# 2.2 Code Brief: Build Decision Tree Classification Models

Quick reference for building decision tree pipelines.

## Setup

In [None]:
import pandas as pd
import pickle
import os
from sklearn.compose import ColumnTransformer
from sklearn.pipeline import Pipeline
from sklearn.tree import DecisionTreeClassifier
from sklearn.preprocessing import OneHotEncoder

## Load Data

In [None]:
root_filepath = '/content/drive/MyDrive/projects/Applied-Data-Analytics-For-Higher-Education-Course-2/'
data_filepath = f'{root_filepath}data/'
course3_filepath = f'{root_filepath}course_3/'

df_training = pd.read_csv(f'{data_filepath}training.csv')
X_train = df_training
y_train = df_training['SEM_3_STATUS']

## Define Feature Groups

In [None]:
numerical_columns = ['HS_GPA', 'GPA_1', 'GPA_2', 'DFW_RATE_1', 'DFW_RATE_2', 'UNITS_ATTEMPTED_1', 'UNITS_ATTEMPTED_2']
categorical_columns = ['GENDER', 'RACE_ETHNICITY', 'FIRST_GEN_STATUS']

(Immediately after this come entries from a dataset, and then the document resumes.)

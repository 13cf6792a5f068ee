//! Mood Dash entry point
//!
//! Native window, fixed-timestep simulation, and the sensing thread's
//! lifecycle around the game phases.

use std::sync::Arc;
use std::time::Instant;

use clap::Parser;
use winit::{
    event::{ElementState, Event as WinitEvent, KeyEvent, WindowEvent},
    event_loop::EventLoop,
    keyboard::{KeyCode, PhysicalKey},
    window::Window,
};

use mood_dash::EmotionSample;
use mood_dash::backend::{LumaClassifier, SyntheticCamera};
use mood_dash::consts::{FIELD_HEIGHT, FIELD_WIDTH, MAX_SUBSTEPS, SIM_DT};
use mood_dash::highscores::{self, HighScores};
use mood_dash::renderer::Renderer;
use mood_dash::scene::{Backdrop, Scene};
use mood_dash::settings::{CameraBackend, Settings};
use mood_dash::sim::{self, GamePhase, GameState, TickInput};
use mood_dash::vision::{SamplerConfig, VisionSampler};

#[derive(Debug, Parser)]
#[command(author, version, about = "An emotion-reactive endless runner", long_about = None)]
struct Cli {
    /// Spawn-schedule RNG seed (wall clock when omitted)
    #[arg(long)]
    seed: Option<u64>,
    /// Capture backend: synthetic | disabled
    #[arg(long)]
    camera: Option<String>,
}

fn main() {
    env_logger::init();

    let cli = Cli::parse();
    let mut settings = Settings::load();
    if let Some(name) = cli.camera.as_deref() {
        match CameraBackend::from_str(name) {
            Some(backend) => settings.camera = backend,
            None => log::warn!(
                "Unknown camera backend '{name}', keeping '{}'",
                settings.camera.as_str()
            ),
        }
    }

    let seed = cli.seed.unwrap_or_else(highscores::unix_timestamp);
    log::info!("Mood Dash starting (seed {seed})");

    let mut high_scores = HighScores::load();
    let mut state = GameState::new(seed);
    let mut backdrop = Backdrop::new(seed ^ 0x9e37_79b9);
    let mut scene = Scene::default();
    scene.reduced_motion = settings.reduced_motion;
    let mut input = TickInput::default();

    let event_loop = EventLoop::new().unwrap();
    let window_attributes = Window::default_attributes()
        .with_title("Mood Dash")
        .with_inner_size(winit::dpi::LogicalSize::new(
            f64::from(FIELD_WIDTH),
            f64::from(FIELD_HEIGHT),
        ))
        .with_resizable(false);
    let window = Arc::new(event_loop.create_window(window_attributes).unwrap());
    let mut renderer = pollster::block_on(Renderer::new(window.clone()));

    let mut sampler: Option<VisionSampler> = None;
    let mut sampler_attempted = false;
    let mut last_phase = state.phase;
    let mut accumulator = 0.0f32;
    let mut last_frame = Instant::now();
    let mut last_title = String::new();
    let mut frame_count = 0u32;
    let mut fps = 0u32;
    let mut last_fps_update = Instant::now();

    event_loop
        .run(move |event, control_flow| match event {
            WinitEvent::WindowEvent {
                ref event,
                window_id,
            } if window_id == window.id() => match event {
                WindowEvent::CloseRequested
                | WindowEvent::KeyboardInput {
                    event:
                        KeyEvent {
                            state: ElementState::Pressed,
                            physical_key: PhysicalKey::Code(KeyCode::Escape),
                            ..
                        },
                    ..
                } => {
                    // The sampler is dropped with the closure; its Drop
                    // joins the sensing thread and releases the camera.
                    log::info!("Quit requested");
                    control_flow.exit();
                }
                WindowEvent::KeyboardInput {
                    event:
                        KeyEvent {
                            state: ElementState::Pressed,
                            physical_key: PhysicalKey::Code(KeyCode::Space),
                            repeat: false,
                            ..
                        },
                    ..
                } => {
                    input.primary = true;
                }
                WindowEvent::Resized(physical_size) => {
                    renderer.resize(*physical_size);
                }
                WindowEvent::RedrawRequested => {
                    let now = Instant::now();
                    let dt = (now - last_frame).as_secs_f32().min(0.1);
                    last_frame = now;
                    accumulator += dt;

                    // One non-blocking emotion snapshot per tick.
                    let mut substeps = 0;
                    while accumulator >= SIM_DT && substeps < MAX_SUBSTEPS {
                        let emotion = sampler
                            .as_ref()
                            .map(|s| s.state().sample())
                            .unwrap_or_default();
                        sim::tick(&mut state, &input, &emotion);
                        // Clear one-shot inputs after processing
                        input.primary = false;
                        accumulator -= SIM_DT;
                        substeps += 1;
                    }

                    // Phase edges: sensing starts with play, scores are
                    // recorded on entering game over.
                    if state.phase != last_phase {
                        match state.phase {
                            GamePhase::Playing => {
                                if !sampler_attempted {
                                    sampler_attempted = true;
                                    sampler = start_sampler(&settings);
                                }
                            }
                            GamePhase::GameOver => {
                                log::info!(
                                    "Game over: score {}, distance {:.0}",
                                    state.score,
                                    state.distance
                                );
                                if let Some(rank) = high_scores.add_score(
                                    state.score,
                                    state.distance as u64,
                                    highscores::unix_timestamp(),
                                ) {
                                    log::info!("New high score at rank {rank}");
                                    high_scores.save();
                                }
                            }
                            GamePhase::Menu => {}
                        }
                        last_phase = state.phase;
                    }

                    backdrop.advance();
                    let emotion = sampler
                        .as_ref()
                        .map(|s| s.state().sample())
                        .unwrap_or_default();
                    let preview = if settings.show_preview {
                        sampler.as_ref().and_then(|s| s.state().preview())
                    } else {
                        None
                    };
                    scene.rebuild(&state, &emotion, preview.as_ref(), &backdrop);

                    match renderer.render(&scene) {
                        Ok(_) => {}
                        Err(wgpu::SurfaceError::Lost) => renderer.resize(renderer.size),
                        Err(wgpu::SurfaceError::OutOfMemory) => control_flow.exit(),
                        Err(e) => log::warn!("Render error: {e:?}"),
                    }

                    frame_count += 1;
                    if (now - last_fps_update).as_secs_f32() >= 1.0 {
                        fps = frame_count;
                        frame_count = 0;
                        last_fps_update = now;
                    }

                    let title = window_title(&state, &emotion, &high_scores, &settings, fps);
                    if title != last_title {
                        window.set_title(&title);
                        last_title = title;
                    }
                }
                _ => {}
            },
            WinitEvent::AboutToWait => {
                window.request_redraw();
            }
            _ => {}
        })
        .unwrap();
}

/// Opens the configured capture backend and spawns the sensing thread.
/// Any failure degrades to the plain game.
fn start_sampler(settings: &Settings) -> Option<VisionSampler> {
    match settings.camera {
        CameraBackend::Disabled => {
            log::info!("Sensing disabled; running the plain game");
            None
        }
        CameraBackend::Synthetic => {
            let camera = match SyntheticCamera::open() {
                Ok(camera) => camera,
                Err(err) => {
                    log::warn!("Camera unavailable: {err}. Emotion features disabled.");
                    return None;
                }
            };
            match VisionSampler::spawn(
                Box::new(camera),
                Box::new(LumaClassifier),
                SamplerConfig::default(),
            ) {
                Ok(sampler) => {
                    log::info!("Vision sampler started");
                    Some(sampler)
                }
                Err(err) => {
                    log::warn!("Could not start vision sampler: {err}. Emotion features disabled.");
                    None
                }
            }
        }
    }
}

/// Numeric readouts live in the title; the in-field HUD is rect-only.
fn window_title(
    state: &GameState,
    emotion: &EmotionSample,
    high_scores: &HighScores,
    settings: &Settings,
    fps: u32,
) -> String {
    let mut title = match state.phase {
        GamePhase::Menu => format!(
            "Mood Dash - Space to start | top score {}",
            high_scores.top_score().unwrap_or(0)
        ),
        GamePhase::Playing => format!(
            "Mood Dash - score {} | lives {} | mood {} ({:.0})",
            state.score, state.lives, emotion.label, emotion.confidence
        ),
        GamePhase::GameOver => format!(
            "Mood Dash - game over! score {} | Space to restart",
            state.score
        ),
    };
    if settings.show_fps {
        title.push_str(&format!(" | {fps} fps"));
    }
    title
}
//! High score leaderboard system
//!
//! Persisted as JSON, tracks the top 10 scores.

use std::path::Path;
use std::time::{SystemTime, UNIX_EPOCH};

use serde::{Deserialize, Serialize};

/// Maximum number of high scores to keep
pub const MAX_HIGH_SCORES: usize = 10;

/// A single high score entry
#[derive(Debug, Clone, Serialize, Deserialize)]
pub struct HighScoreEntry {
    /// Player's score
    pub score: u32,
    /// Ground distance survived, in pixels
    pub distance: u64,
    /// Unix timestamp (seconds) when achieved
    pub timestamp: u64,
}

/// High score leaderboard
#[derive(Debug, Clone, Serialize, Deserialize, Default)]
pub struct HighScores {
    pub entries: Vec<HighScoreEntry>,
}

impl HighScores {
    /// Storage file name
    const STORAGE_FILE: &'static str = "mood_dash_highscores.json";

    /// Create empty leaderboard
    pub fn new() -> Self {
        Self {
            entries: Vec::new(),
        }
    }

    /// Check if a score qualifies for the leaderboard
    pub fn qualifies(&self, score: u32) -> bool {
        if score == 0 {
            return false;
        }
        if self.entries.len() < MAX_HIGH_SCORES {
            return true;
        }
        // Check if score beats the lowest entry
        self.entries.last().map(|e| score > e.score).unwrap_or(true)
    }

    /// Get the rank a score would achieve (1-indexed, None if doesn't qualify)
    pub fn potential_rank(&self, score: u32) -> Option<usize> {
        if !self.qualifies(score) {
            return None;
        }
        let rank = self.entries.iter().position(|e| score > e.score);
        Some(rank.unwrap_or(self.entries.len()) + 1)
    }

    /// Add a new score to the leaderboard (if it qualifies)
    /// Returns the rank achieved (1-indexed) or None if didn't qualify
    pub fn add_score(&mut self, score: u32, distance: u64, timestamp: u64) -> Option<usize> {
        if !self.qualifies(score) {
            return None;
        }

        let entry = HighScoreEntry {
            score,
            distance,
            timestamp,
        };

        // Find insertion point (sorted descending by score)
        let pos = self.entries.iter().position(|e| score > e.score);
        let rank = match pos {
            Some(i) => {
                self.entries.insert(i, entry);
                i + 1
            }
            None => {
                self.entries.push(entry);
                self.entries.len()
            }
        };

        // Trim to max size
        self.entries.truncate(MAX_HIGH_SCORES);

        Some(rank)
    }

    /// Check if the leaderboard is empty
    pub fn is_empty(&self) -> bool {
        self.entries.is_empty()
    }

    /// Get the top score (if any)
    pub fn top_score(&self) -> Option<u32> {
        self.entries.first().map(|e| e.score)
    }

    /// Load high scores from disk
    pub fn load() -> Self {
        Self::load_from(Path::new(Self::STORAGE_FILE))
    }

    pub fn load_from(path: &Path) -> Self {
        if let Ok(json) = std::fs::read_to_string(path) {
            if let Ok(scores) = serde_json::from_str::<HighScores>(&json) {
                log::info!("Loaded {} high scores", scores.entries.len());
                return scores;
            }
        }
        log::info!("No high scores found, starting fresh");
        Self::new()
    }

    /// Save high scores to disk; failures are logged, never fatal.
    pub fn save(&self) {
        self.save_to(Path::new(Self::STORAGE_FILE));
    }

    pub fn save_to(&self, path: &Path) {
        match serde_json::to_string(self) {
            Ok(json) => {
                if let Err(err) = std::fs::write(path, json) {
                    log::warn!("Could not save high scores: {err}");
                } else {
                    log::info!("High scores saved ({} entries)", self.entries.len());
                }
            }
            Err(err) => log::warn!("Could not serialize high scores: {err}"),
        }
    }
}

/// Current wall-clock time as unix seconds.
pub fn unix_timestamp() -> u64 {
    SystemTime::now()
        .duration_since(UNIX_EPOCH)
        .map(|d| d.as_secs())
        .unwrap_or(0)
}

#[cfg(test)]
mod tests {
    use super::*;

    #[test]
    fn zero_scores_never_qualify() {
        let scores = HighScores::new();
        assert!(!scores.qualifies(0));
        assert!(scores.qualifies(1));
    }

    #[test]
    fn entries_stay_sorted_descending() {
        let mut scores = HighScores::new();
        assert_eq!(scores.add_score(50, 100, 1), Some(1));
        assert_eq!(scores.add_score(80, 200, 2), Some(1));
        assert_eq!(scores.add_score(60, 150, 3), Some(2));
        let ordered: Vec<u32> = scores.entries.iter().map(|e| e.score).collect();
        assert_eq!(ordered, vec![80, 60, 50]);
    }

    #[test]
    fn table_truncates_at_capacity() {
        let mut scores = HighScores::new();
        for i in 1..=15u32 {
            scores.add_score(i * 10, 0, u64::from(i));
        }
        assert_eq!(scores.entries.len(), MAX_HIGH_SCORES);
        assert_eq!(scores.top_score(), Some(150));
        // The lowest surviving entry is 60; 50 no longer qualifies.
        assert!(!scores.qualifies(50));
        assert!(scores.qualifies(65));
    }

    #[test]
    fn potential_rank_matches_insertion() {
        let mut scores = HighScores::new();
        scores.add_score(100, 0, 1);
        scores.add_score(50, 0, 2);
        assert_eq!(scores.potential_rank(75), Some(2));
        assert_eq!(scores.add_score(75, 0, 3), Some(2));
    }
}
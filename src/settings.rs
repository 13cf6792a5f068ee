//! Game settings and preferences
//!
//! Persisted as JSON in the working directory, separately from high
//! scores.

use std::path::Path;

use serde::{Deserialize, Serialize};

/// Which capture backend feeds the sensing thread.
#[derive(Debug, Clone, Copy, PartialEq, Eq, Serialize, Deserialize, Default)]
pub enum CameraBackend {
    /// Procedural frames; no device needed.
    #[default]
    Synthetic,
    /// No sensing at all; the game runs as a plain runner.
    Disabled,
}

impl CameraBackend {
    pub fn as_str(&self) -> &'static str {
        match self {
            CameraBackend::Synthetic => "synthetic",
            CameraBackend::Disabled => "disabled",
        }
    }

    pub fn from_str(s: &str) -> Option<Self> {
        match s.to_lowercase().as_str() {
            "synthetic" | "synth" => Some(CameraBackend::Synthetic),
            "disabled" | "none" | "off" => Some(CameraBackend::Disabled),
            _ => None,
        }
    }
}

/// Game settings/preferences
#[derive(Debug, Clone, Serialize, Deserialize)]
pub struct Settings {
    /// Capture backend selection
    pub camera: CameraBackend,

    // === HUD ===
    /// Show the mirror preview panel
    pub show_preview: bool,
    /// Show tick/FPS counters in the window title
    pub show_fps: bool,

    // === Accessibility ===
    /// Minimize banner flashing
    pub reduced_motion: bool,
}

impl Default for Settings {
    fn default() -> Self {
        Self {
            camera: CameraBackend::Synthetic,
            show_preview: true,
            show_fps: true,
            reduced_motion: false,
        }
    }
}

impl Settings {
    /// Storage file name
    const STORAGE_FILE: &'static str = "mood_dash_settings.json";

    /// Load settings from disk, falling back to defaults on any failure.
    pub fn load() -> Self {
        Self::load_from(Path::new(Self::STORAGE_FILE))
    }

    pub fn load_from(path: &Path) -> Self {
        match std::fs::read_to_string(path) {
            Ok(json) => match serde_json::from_str(&json) {
                Ok(settings) => {
                    log::info!("Loaded settings from {}", path.display());
                    settings
                }
                Err(err) => {
                    log::warn!("Settings file unreadable ({err}); using defaults");
                    Self::default()
                }
            },
            Err(_) => {
                log::info!("Using default settings");
                Self::default()
            }
        }
    }

    /// Save settings to disk; failures are logged, never fatal.
    pub fn save(&self) {
        self.save_to(Path::new(Self::STORAGE_FILE));
    }

    pub fn save_to(&self, path: &Path) {
        match serde_json::to_string_pretty(self) {
            Ok(json) => {
                if let Err(err) = std::fs::write(path, json) {
                    log::warn!("Could not save settings: {err}");
                } else {
                    log::info!("Settings saved");
                }
            }
            Err(err) => log::warn!("Could not serialize settings: {err}"),
        }
    }
}

#[cfg(test)]
mod tests {
    use super::*;

    #[test]
    fn roundtrips_through_json() {
        let path = std::env::temp_dir().join(format!(
            "mood_dash_settings_test_{}.json",
            std::process::id()
        ));
        let mut settings = Settings::default();
        settings.camera = CameraBackend::Disabled;
        settings.show_preview = false;
        settings.save_to(&path);

        let loaded = Settings::load_from(&path);
        assert_eq!(loaded.camera, CameraBackend::Disabled);
        assert!(!loaded.show_preview);
        let _ = std::fs::remove_file(&path);
    }

    #[test]
    fn missing_file_falls_back_to_defaults() {
        let loaded = Settings::load_from(Path::new("definitely_missing_settings.json"));
        assert_eq!(loaded.camera, CameraBackend::Synthetic);
        assert!(loaded.show_preview);
    }

    #[test]
    fn backend_names_parse_back() {
        for backend in [CameraBackend::Synthetic, CameraBackend::Disabled] {
            assert_eq!(CameraBackend::from_str(backend.as_str()), Some(backend));
        }
        assert_eq!(CameraBackend::from_str("none"), Some(CameraBackend::Disabled));
        assert_eq!(CameraBackend::from_str("webcam"), None);
    }
}
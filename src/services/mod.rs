pub mod analyzer;
pub mod content;
pub mod escalation;
pub mod locks;
pub mod moderation;
pub mod notification;
pub mod report;
use sea_orm_migration::prelude::*;

#[derive(DeriveMigrationName)]
pub struct Migration;

#[derive(DeriveIden)]
enum Topics {
    Table,
    Id,
    UserId,
    Title,
    IsActive,
    CreatedAt,
}

#[async_trait::async_trait]
impl MigrationTrait for Migration {
    async fn up(&self, manager: &SchemaManager) -> Result<(), DbErr> {
        manager
            .create_table(
                Table::create()
                    .table(Topics::Table)
                    .if_not_exists()
                    .col(
                        ColumnDef::new(Topics::Id)
                            .integer()
                            .not_null()
                            .auto_increment()
                            .primary_key(),
                    )
                    .col(ColumnDef::new(Topics::UserId).integer().not_null())
                    .col(ColumnDef::new(Topics::Title).string_len(200).not_null())
                    .col(
                        ColumnDef::new(Topics::IsActive)
                            .boolean()
                            .not_null()
                            .default(true),
                    )
                    .col(
                        ColumnDef::new(Topics::CreatedAt)
                            .timestamp()
                            .not_null()
                            .default(Expr::current_timestamp()),
                    )
                    .to_owned(),
            )
            .await
    }

    async fn down(&self, manager: &SchemaManager) -> Result<(), DbErr> {
        manager
            .drop_table(Table::drop().table(Topics::Table).to_owned())
            .await
    }
}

## Create Preprocessor (No Scaling Needed)

In [None]:
preprocessor_dt = ColumnTransformer(
    transformers=[
        ('num', 'passthrough', numerical_columns),
        ('cat', OneHotEncoder(handle_unknown='ignore', drop=['Female', 'Other', 'Unknown'], sparse_output=False), categorical_columns)
    ],
    remainder='drop'
)

## Build Basic Decision Tree

In [None]:
basic_dt_model = Pipeline([
    ('preprocessing', preprocessor_dt),
    ('classifier', DecisionTreeClassifier(
        criterion='gini',
        max_depth=None,  # No limit (will overfit)
        min_samples_split=2,
        min_samples_leaf=1,
        random_state=42
    ))
])

## Build Constrained Decision Tree

In [None]:
constrained_dt_model = Pipeline([
    ('preprocessing', preprocessor_dt),
    ('classifier', DecisionTreeClassifier(
        criterion='gini',
        max_depth=5,  # Limit depth
        min_samples_split=20,
        min_samples_leaf=10,
        random_state=42
    ))
])

## Build Balanced Decision Tree

In [None]:
balanced_dt_model = Pipeline([
    ('preprocessing', preprocessor_dt),
    ('classifier', DecisionTreeClassifier(
        criterion='gini',
        max_depth=5,
        min_samples_split=20,
        min_samples_leaf=10,
        class_weight='balanced',  # Handle class imbalance
        random_state=42
    ))
])

## Save Models

In [None]:
models_to_save = {
    'basic_decision_tree_model': basic_dt_model,
    'constrained_decision_tree_model': constrained_dt_model,
    'balanced_decision_tree_model': balanced_dt_model
}

models_path = f'{course3_filepath}models/'
os.makedirs(models_path, exist_ok=True)

for name, model in models_to_save.items():
    filepath = f'{models_path}{name}.pkl'
    pickle.dump(model, open(filepath, 'wb'))
    print(f"Saved: {filepath}")

## Key Parameters

| Parameter | Description | Effect |
|:----------|:------------|:-------|
| `max_depth` | Maximum tree depth | Lower = simpler |
| `min_samples_split` | Min samples to split | Higher = simpler |
| `min_samples_leaf` | Min samples in leaf | Higher = simpler |
| `class_weight` | Handle imbalance | 'balanced' = equal importance |